2001 book by American filmmaker Michael Moore

Stupid White Men ...and Other Sorry Excuses for the State of the Nation! is a book by American filmmaker Michael Moore published in 2001. Although the publishers were convinced it would be rejected by the American reading public after the September 11 attacks, it spent 50 consecutive weeks on New York Times Best Seller list (including eight weeks at number 1) for hardcover nonfiction and went to 53 printings. It is generally known by its short title, Stupid White Men.

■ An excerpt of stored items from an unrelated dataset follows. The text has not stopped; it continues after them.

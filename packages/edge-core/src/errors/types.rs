use thiserror::Error;

/// リクエスト検証エラー
#[derive(Debug, Error, PartialEq, Eq)]
pub enum ValidationError {
    #[error("Unsupported or missing image extension")]
    UnsupportedExtension,

    #[error("object key is empty")]
    EmptyKey,

    #[error("path traversal detected")]
    Traversal,

    #[error("invalid URL encoding")]
    Encoding,
}

/// ストレージアクセスエラー
#[derive(Debug, Error)]
pub enum StorageError {
    #[error("object not found: {key}")]
    NotFound { key: String },

    #[error("object is too large ({size} bytes, max {max})")]
    TooLarge { size: u64, max: u64 },

    #[error("storage error: {0}")]
    Internal(String),
}

/// 画像変換エラー
#[derive(Debug, Error)]
pub enum TransformError {
    #[error("mismatched image format (requested {requested}, detected {detected})")]
    FormatMismatch {
        requested: &'static str,
        detected: String,
    },

    #[error("transformed image exceeds size limit ({size} bytes, max {max})")]
    OutputTooLarge { size: usize, max: usize },

    #[error("processing failed: {0}")]
    ProcessingFailed(String),
}
pub mod error;
pub mod persist;
pub mod postings;
pub mod scorer;
pub mod tiered;
pub mod tokenizer;
pub mod zone;

pub use error::IndexError;
pub use postings::{Posting, PostingsList};
pub use scorer::Scorer;
pub use tiered::{TieredIndexSet, Zone};
pub use zone::{SortWeights, ZoneConfig, ZoneIndex};

pub type DocId = u32;
pub type Position = u32;
use crate::Position;
use lazy_static::lazy_static;
use regex::Regex;
use rust_stemmers::{Algorithm, Stemmer};
use scraper::{Html, Selector};
use std::collections::HashMap;
use unicode_normalization::UnicodeNormalization;

lazy_static! {
    static ref TOKEN_RE: Regex =
        Regex::new(r"(?u)[\p{L}\p{N}][\p{L}\p{N}_']*").expect("valid regex");
    static ref STEMMER: Stemmer = Stemmer::create(Algorithm::English);
}

/// Stemmed n-gram term mapped to its positions in one zone's token stream.
pub type TermPositions = HashMap<String, Vec<Position>>;
/// Stemmed n-gram term mapped to its occurrence count.
pub type TermCounts = HashMap<String, u32>;

/// Per-zone term/position maps for one parsed document.
pub struct ZoneTokens {
    pub title: TermPositions,
    pub header: TermPositions,
    pub bold: TermPositions,
    pub text: TermPositions,
}

/// Tokenize an HTML document into per-zone term/position maps. The corpus
/// stores content as an already-decoded string, so `encoding` is advisory.
pub fn tokenize_html(content: &str, _encoding: &str, max_n_gram: usize) -> ZoneTokens {
    let sel_title = Selector::parse("title").expect("valid selector");
    let sel_header = Selector::parse("h1, h2, h3, h4, h5, h6").expect("valid selector");
    let sel_bold = Selector::parse("b, strong, em, i").expect("valid selector");

    let doc = Html::parse_document(content);
    let body_tokens = stem_tokens(&document_text(&doc));
    ZoneTokens {
        title: zone_terms(&doc, &sel_title, max_n_gram),
        header: zone_terms(&doc, &sel_header, max_n_gram),
        bold: zone_terms(&doc, &sel_bold, max_n_gram),
        text: ngram_positions(&body_tokens, max_n_gram),
    }
}

/// Extract each outbound link's raw href mapped to the n-gram counts of its
/// anchor text. Links whose anchor text yields no terms still get an entry,
/// so the link graph sees every edge.
pub fn get_page_links(content: &str, max_n_gram: usize) -> HashMap<String, TermCounts> {
    let sel_anchor = Selector::parse("a").expect("valid selector");

    let doc = Html::parse_document(content);
    let mut links: HashMap<String, TermCounts> = HashMap::new();
    for anchor in doc.select(&sel_anchor) {
        let Some(href) = anchor.value().attr("href") else { continue };
        let text = anchor.text().collect::<Vec<_>>().join(" ");
        let counts = links.entry(href.to_string()).or_default();
        for (term, count) in ngram_counts(&stem_tokens(&text), max_n_gram) {
            *counts.entry(term).or_insert(0) += count;
        }
    }
    links
}

/// 32-bit SimHash over the document's stemmed unigrams weighted by frequency.
pub fn get_doc_simhash(content: &str) -> u32 {
    let doc = Html::parse_document(content);
    let mut weights: HashMap<String, i64> = HashMap::new();
    for token in stem_tokens(&document_text(&doc)) {
        *weights.entry(token).or_insert(0) += 1;
    }

    let mut acc = [0i64; 32];
    for (term, weight) in &weights {
        let hash = crc32fast::hash(term.as_bytes());
        for (bit, slot) in acc.iter_mut().enumerate() {
            if hash >> bit & 1 == 1 {
                *slot += weight;
            } else {
                *slot -= weight;
            }
        }
    }

    let mut simhash = 0u32;
    for (bit, slot) in acc.iter().enumerate() {
        if *slot > 0 {
            simhash |= 1 << bit;
        }
    }
    simhash
}

/// Tokenize a query string into n-gram term counts.
pub fn tokenize_query(query: &str, max_n_gram: usize) -> TermCounts {
    ngram_counts(&stem_tokens(query), max_n_gram)
}

/// NFKC-normalize, lowercase, split on the token pattern, and stem.
fn stem_tokens(text: &str) -> Vec<String> {
    let normalized = text.nfkc().collect::<String>().to_lowercase();
    TOKEN_RE
        .find_iter(&normalized)
        .map(|token| STEMMER.stem(token.as_str()).to_string())
        .collect()
}

fn zone_terms(doc: &Html, selector: &Selector, max_n_gram: usize) -> TermPositions {
    let mut tokens = Vec::new();
    for element in doc.select(selector) {
        let text = element.text().collect::<Vec<_>>().join(" ");
        tokens.extend(stem_tokens(&text));
    }
    ngram_positions(&tokens, max_n_gram)
}

fn document_text(doc: &Html) -> String {
    doc.root_element().text().collect::<Vec<_>>().join(" ")
}

/// Every whitespace-joined run of 1..=max_n_gram consecutive tokens, keyed to
/// the position of its first token. Positions come out sorted ascending.
fn ngram_positions(tokens: &[String], max_n_gram: usize) -> TermPositions {
    let mut terms: TermPositions = HashMap::new();
    for start in 0..tokens.len() {
        let mut term = String::new();
        for len in 1..=max_n_gram {
            let Some(token) = tokens.get(start + len - 1) else { break };
            if len > 1 {
                term.push(' ');
            }
            term.push_str(token);
            terms.entry(term.clone()).or_default().push(start as Position);
        }
    }
    terms
}

fn ngram_counts(tokens: &[String], max_n_gram: usize) -> TermCounts {
    let mut counts: TermCounts = HashMap::new();
    for (term, positions) in ngram_positions(tokens, max_n_gram) {
        counts.insert(term, positions.len() as u32);
    }
    counts
}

The book is highly critical of then-recent U.S. government policies in general, especially the policies of the Clinton and then-nascent Bush administrations. Moore's "A Prayer to Afflict the Comfortable" was originally published in this book.

==Publication issues==

Moore completed Stupid White Men shortly before the September 11, 2001 attacks. His publisher, HarperCollins, initially refused to release the book, fearing bad publicity in the wake of the attacks (despite an advance printing of over 50,000 copies).

HarperCollins wanted Moore to rewrite half of the book. They asked him to tone down criticism of George W. Bush, who had just been elected as President. They also wanted to change the title to Michael Moore: The American and remove the chapters "Kill Whitey" (which criticizes what Moore perceives as negative aspects of white American culture), "Dear George" (a negative open letter to Bush), and "A Very American Coup" (which discusses the election in Florida and accuses the Bush campaign of winning via electoral fraud). Furthermore, they demanded that Moore personally pay the $100,000 cost of printing the revised book. If he didn't comply, they would abandon the project and pulp the copies already printed. In the book, Moore suggests that Rupert Murdoch, owner of News Corporation and HarperCollins, "passed down" this decision.

On December 1, Moore made a presentation in New Brunswick, New Jersey. He told the audience about the struggle to get his book published and that the only copies in existence were about to be recycled and probably would come back as Rush Limbaugh or Bill O'Reilly books. Moore read the first chapters of his book to the group. In the audience that day was Ann Sparanese, a librarian from Englewood, New Jersey. Sparanese sent word to various email lists including the Social Responsibilities Round Table (SRRT) and Library Juice, explaining Moore's predicament. She said, "[T]his battle wasn't just one man's struggle with a publishing house, but was a battle to preserve free speech and to stop censorship". Moore was unaware of this until he received an angry phone call from HarperCollins two days after the reading.

Despite HarperCollins' predictions—and, according to Moore, their deliberately limited promotion of the book—it became enormously popular, becoming the highest-selling nonfiction book in 2002 at such major outlets as Barnes & Noble and Amazon.com. It became the top-selling title in its native United States and other countries including the United Kingdom (including being the number one seller on Amazon.co.uk before a British printing was even proposed), Germany, and Ireland.

This book and other works by Moore were subsequently criticized in another book, Michael Moore Is a Big Fat Stupid White Man, which HarperCollins published.